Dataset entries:
____
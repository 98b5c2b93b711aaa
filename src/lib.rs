//! # healthcare-loader
//!
//! Loads patient-encounter records from a delimited file into a document
//! collection and exports them back out.
//!
//! The pipeline is strictly linear:
//!
//! 1. **Loader** ([`io::ImportService`]) parses the source file and coerces
//!    Age, Billing Amount and both dates into typed values.
//! 2. **Store** ([`storage::DocumentStore`]) replaces the whole collection with
//!    the new batch and keeps two non-unique lookup indexes.
//! 3. **Exporter** ([`io::ExportService`]) reads every document back and
//!    writes a file with the same column set and order.
//!
//! [`services::IntegrityService`] checks the data-integrity contract that
//! holds across those stages: complete fields, correct value types, no
//! duplicate encounters and round-trip fidelity.
//!
//! ## Example
//!
//! ```rust,ignore
//! use healthcare_loader::io::{ExportService, ImportOptions, ImportService};
//! use healthcare_loader::storage::SqliteDocumentStore;
//!
//! let store = SqliteDocumentStore::open("healthcare.db", "patients")?;
//! let result = ImportService::new().import_into(&store, "healthcare_dataset.csv".as_ref(), &ImportOptions::default())?;
//! println!("Inserted {} records", result.inserted);
//! ExportService::new().export_to_file(&store, "exported.csv".as_ref())?;
//! ```

#![deny(clippy::all)]
#![warn(clippy::pedantic)]
#![warn(clippy::nursery)]
#![warn(missing_docs)]
#![forbid(unsafe_code)]
#![allow(clippy::multiple_crate_versions)]

use thiserror::Error as ThisError;

pub mod config;
pub mod io;
pub mod models;
pub mod observability;
pub mod services;
pub mod storage;

pub use config::{LoaderConfig, ReplaceMode};
pub use models::{Document, DocumentId, Field, Record, StoredDocument, Value};
pub use services::{IntegrityReport, IntegrityService, Pipeline, PipelineOutcome};
pub use storage::{DocumentStore, IndexSpec, MemoryDocumentStore, SqliteDocumentStore};

/// Error type for loader operations.
///
/// # Error Variant Triggers
///
/// | Variant | Raised When |
/// |---------|-------------|
/// | `Io` | Source or target file cannot be opened, read or written |
/// | `Parse` | The delimited file is malformed (ragged rows, bad quoting) |
/// | `InvalidInput` | Missing/unknown headers, malformed documents, bad names |
/// | `Coercion` | Age, Billing Amount or a date cannot be converted |
/// | `Connection` | The document store cannot be opened |
/// | `OperationFailed` | A store read or write fails |
/// | `DuplicateRecords` | The pre-insert uniqueness check finds duplicates |
#[derive(Debug, ThisError)]
pub enum Error {
    /// A file-level I/O failure.
    #[error("{operation} '{path}' failed: {cause}")]
    Io {
        /// The operation that failed (e.g. `open_source`).
        operation: String,
        /// The file involved.
        path: String,
        /// The underlying cause.
        cause: String,
    },

    /// The delimited source could not be parsed.
    ///
    /// `row` is the 1-based data row (header excluded) when known.
    #[error("parse error at row {row}: {cause}")]
    Parse {
        /// Data row where parsing failed (0 for the header).
        row: usize,
        /// The underlying cause.
        cause: String,
    },

    /// Invalid input was provided.
    ///
    /// Raised when:
    /// - A required column is missing from the header row
    /// - The header contains unknown or repeated columns
    /// - A stored document lacks a field or carries the wrong value type
    /// - A collection or index name is not a plain identifier
    #[error("invalid input: {0}")]
    InvalidInput(String),

    /// A field could not be coerced to its semantic type.
    #[error("row {row}: cannot convert {column} value '{value}' to {expected}")]
    Coercion {
        /// Data row (1-based, header excluded).
        row: usize,
        /// Column name.
        column: String,
        /// The raw value as read from the file.
        value: String,
        /// The expected type (e.g. `integer`, `date`).
        expected: String,
    },

    /// The document store could not be reached.
    #[error("cannot connect to '{target}': {cause}")]
    Connection {
        /// Database path or description.
        target: String,
        /// The underlying cause.
        cause: String,
    },

    /// A store operation failed.
    #[error("operation '{operation}' failed: {cause}")]
    OperationFailed {
        /// The operation that failed.
        operation: String,
        /// The underlying cause.
        cause: String,
    },

    /// The batch contains records sharing Name, Date of Admission and
    /// Discharge Date.
    #[error("{groups} duplicate encounter group(s) found")]
    DuplicateRecords {
        /// Number of duplicate groups.
        groups: usize,
    },
}

/// Result type alias for loader operations.
pub type Result<T> = std::result::Result<T, Error>;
____
Exercise brief: Where a line in the records above contains the word "clippy", copy that line.

Task solution:
#![deny(clippy::all)]
#![warn(clippy::pedantic)]
#![warn(clippy::nursery)]
#![allow(clippy::multiple_crate_versions)]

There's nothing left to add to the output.